The Black Lives Matter Global Network Foundation (BLMGNF) leaders are speaking out against accusations that they’ve been shady with how they've spent donation dollars.
New York Magazine previously reported the foundation secretly purchased a $6 million California mansion in October 2020, two weeks after a hefty $66.5 million donation.
Sean Campbell, the investigative journalist behind the story, named co-founders Patrisse Cullors, Melina Abdullah, and Alicia Garza as the culprits of poor money management.
On Monday (April 11), Cullors and Abdullah denied the allegations and dismissed Campbell’s article as a media attack of “misinformation and disinformation,” NBC News reports. The pair said in a statement that the lack of transparency about the large purchase was to protect BLM leaders’ safety.
Cullors told reporters, “Almost immediately upon closing, the attacks on me, and BLM, which also means Melina and others, escalated.” She added, “So we did use the campus as a haven, as a safe place. That derailed an announcement strategy. Conditions changed, and that’s it.”
Cullors was formerly the executive director of BLMGNF until she left the organization last spring. At the time, the former executive director received backlash for purchasing multiple million-dollar homes across the U.S.
Campell’s New York Magazine report reignited concerns over the foundation’s use of donations. In 2020, the Associated Press reported that BLMGNF grossed $90 million giving $21.7 million in funding to BLM chapters around the country and Black grassroots organizations.
However, many questioned how the remaining $70 million was being used in 2020, along with the money raised in years past. Leaders of local chapters claimed they weren’t seeing any of the funds, but Cullors said the foundation didn’t receive much money until George Floyd’s death rocked the American public conscious.
Current leaders of the organization declined to comment on the allegations as of Monday. However, a spokesperson for BLMGNF said that "the Foundation intends to do its own media in the near future."

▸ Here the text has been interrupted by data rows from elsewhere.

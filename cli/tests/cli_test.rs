//! Tests running the hpcreport binary.

use std::fs;
use std::path::Path;
use std::process::{Command, Output};

fn hpcreport(args: &[&str]) -> Output {
    Command::new(env!("CARGO_BIN_EXE_hpcreport"))
        .args(args)
        .env("NO_COLOR", "1")
        .output()
        .unwrap()
}

fn path_arg(path: &Path) -> &str {
    path.to_str().unwrap()
}

#[test]
fn test_text_from_content_dir() {
    let dir = tempfile::tempdir().unwrap();
    fs::write(
        dir.path().join("local.md"),
        "# Local Cluster\r\n\r\n**64** nodes\r\n- one\r\n",
    )
    .unwrap();
    let out = dir.path().join("local.txt");

    let output = hpcreport(&[
        "text",
        "local.md",
        "--content-dir",
        path_arg(dir.path()),
        "-o",
        path_arg(&out),
    ]);

    assert!(output.status.success(), "{:?}", output);
    assert_eq!(
        fs::read_to_string(&out).unwrap(),
        "Local Cluster\n\n64 nodes\n  • one"
    );
}

#[test]
fn test_html_page_for_embedded_document() {
    let dir = tempfile::tempdir().unwrap();
    let out = dir.path().join("nau.html");

    let output = hpcreport(&["html", "nau_hpc_resources.md", "--page", "-o", path_arg(&out)]);

    assert!(output.status.success(), "{:?}", output);
    let html = fs::read_to_string(&out).unwrap();
    assert!(html.contains("NAU HPC Resources"));
    assert!(html.contains("<h1>"));
}

#[test]
fn test_pdf_written_without_partial_file() {
    let dir = tempfile::tempdir().unwrap();
    let out = dir.path().join("report.pdf");

    let output = hpcreport(&["pdf", "-o", path_arg(&out), "--sequential"]);

    assert!(output.status.success(), "{:?}", output);
    assert!(fs::read(&out).unwrap().starts_with(b"%PDF-"));
    assert_eq!(fs::read_dir(dir.path()).unwrap().count(), 1);
}

#[test]
fn test_layout_compact_json() {
    let dir = tempfile::tempdir().unwrap();
    let out = dir.path().join("layout.json");

    let output = hpcreport(&["layout", "--compact", "-o", path_arg(&out)]);

    assert!(output.status.success(), "{:?}", output);
    let json = fs::read_to_string(&out).unwrap();
    assert!(json.starts_with('{'));
    assert!(!json.contains('\n'));
    assert!(json.contains("\"pages\""));
}

#[test]
fn test_missing_document_fails() {
    let output = hpcreport(&["text", "missing.md"]);

    assert!(!output.status.success());
    assert_eq!(output.status.code(), Some(1));
    assert!(String::from_utf8_lossy(&output.stderr).contains("Error"));
}
//! Report configuration.

use chrono::NaiveDate;

use crate::content::DOCUMENT_NAMES;
use crate::layout::PageGeometry;

/// File name the generated report is saved under.
pub const REPORT_FILENAME: &str = "UA_HPC_Resources_Timeline_Report.pdf";

/// Report title, also used as the footer title.
pub const REPORT_TITLE: &str = "UA HPC Resources Timeline";

/// A chart to capture: container id and the heading printed above it.
#[derive(Debug, Clone, PartialEq, Eq)]
pub struct ChartSpec {
    /// Chart container id passed to the capture
    pub id: String,

    /// Heading shown above the chart
    pub title: String,
}

impl ChartSpec {
    /// Create a chart entry.
    pub fn new(id: impl Into<String>, title: impl Into<String>) -> Self {
        Self {
            id: id.into(),
            title: title.into(),
        }
    }
}

/// Options controlling report assembly.
#[derive(Debug, Clone)]
pub struct ReportOptions {
    /// Page size and margins
    pub geometry: PageGeometry,

    /// Title on the first page
    pub title: String,

    /// Lines shown under the title
    pub subtitles: Vec<String>,

    /// Bullet lines under "Summary Statistics"
    pub stats: Vec<String>,

    /// Charts, one per page, in order
    pub charts: Vec<ChartSpec>,

    /// Documentation files, in order
    pub documents: Vec<String>,

    /// Title used in the page footer
    pub footer_title: String,

    /// Date printed on the title page (today when unset)
    pub generated: Option<NaiveDate>,

    /// Convert documents on the rayon pool
    pub parallel: bool,
}

impl ReportOptions {
    /// Create report options with defaults.
    pub fn new() -> Self {
        Self::default()
    }

    /// Set the page geometry.
    pub fn with_geometry(mut self, geometry: PageGeometry) -> Self {
        self.geometry = geometry;
        self
    }

    /// Set the report title.
    pub fn with_title(mut self, title: impl Into<String>) -> Self {
        self.title = title.into();
        self
    }

    /// Replace the summary statistics.
    pub fn with_stats<I, S>(mut self, stats: I) -> Self
    where
        I: IntoIterator<Item = S>,
        S: Into<String>,
    {
        self.stats = stats.into_iter().map(Into::into).collect();
        self
    }

    /// Replace the chart list.
    pub fn with_charts(mut self, charts: Vec<ChartSpec>) -> Self {
        self.charts = charts;
        self
    }

    /// Replace the documentation list.
    pub fn with_documents<I, S>(mut self, documents: I) -> Self
    where
        I: IntoIterator<Item = S>,
        S: Into<String>,
    {
        self.documents = documents.into_iter().map(Into::into).collect();
        self
    }

    /// Set the footer title.
    pub fn with_footer_title(mut self, title: impl Into<String>) -> Self {
        self.footer_title = title.into();
        self
    }

    /// Fix the date printed on the title page.
    pub fn with_generated(mut self, date: NaiveDate) -> Self {
        self.generated = Some(date);
        self
    }

    /// Enable or disable parallel document conversion.
    pub fn with_parallel(mut self, parallel: bool) -> Self {
        self.parallel = parallel;
        self
    }

    /// Disable parallel document conversion.
    pub fn sequential(mut self) -> Self {
        self.parallel = false;
        self
    }

    /// The "Generated:" line, e.g. `Generated: October 17, 2026`.
    pub fn generated_line(&self) -> String {
        let date = self
            .generated
            .unwrap_or_else(|| chrono::Local::now().date_naive());
        format!("Generated: {}", date.format("%B %-d, %Y"))
    }
}

impl Default for ReportOptions {
    fn default() -> Self {
        Self {
            geometry: PageGeometry::letter(),
            title: REPORT_TITLE.to_string(),
            subtitles: vec![
                "Evolution of High Performance Computing".to_string(),
                "at University of Arizona".to_string(),
            ],
            stats: vec![
                "Total CPU Cores: 43,688".to_string(),
                "Total GPUs: 163".to_string(),
                "System Memory: 256 TB".to_string(),
                "AI Performance: 10.5 PFLOPS (Tensor)".to_string(),
                "Active Clusters: Puma, Ocelote, El Gato, Soteria".to_string(),
            ],
            charts: vec![
                ChartSpec::new("timeline-viz", "HPC Systems Timeline"),
                ChartSpec::new("performance-viz", "CPU Performance Evolution"),
                ChartSpec::new("gpu-evolution-viz", "GPU Performance Evolution"),
                ChartSpec::new("ua-asu-comparison-viz", "Arizona Universities Comparison"),
                ChartSpec::new("peer-comparison-viz", "Peer Universities Comparison"),
                ChartSpec::new("access-ci-comparison-viz", "UA + ACCESS-CI Resources"),
            ],
            documents: DOCUMENT_NAMES.iter().map(|name| name.to_string()).collect(),
            footer_title: REPORT_TITLE.to_string(),
            generated: None,
            parallel: true,
        }
    }
}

A statement from the current BLMGNF camp reads, “We are embracing this moment as an opportunity for accountability, healing, truth-telling, and transparency." The statement continues, “We understand the necessity of working intentionally to rebuild trust so we can continue forging a new path that sustains Black people for generations.”
Angela Davis joined the conversation on Monday, and she said the latest BLMGNF controversy seems similar to prior "attacks" on Black organization efforts. Davis said that this isn't the first time there have been attempts to "discredit movements" in order to dismantle Black power, NBC News reports.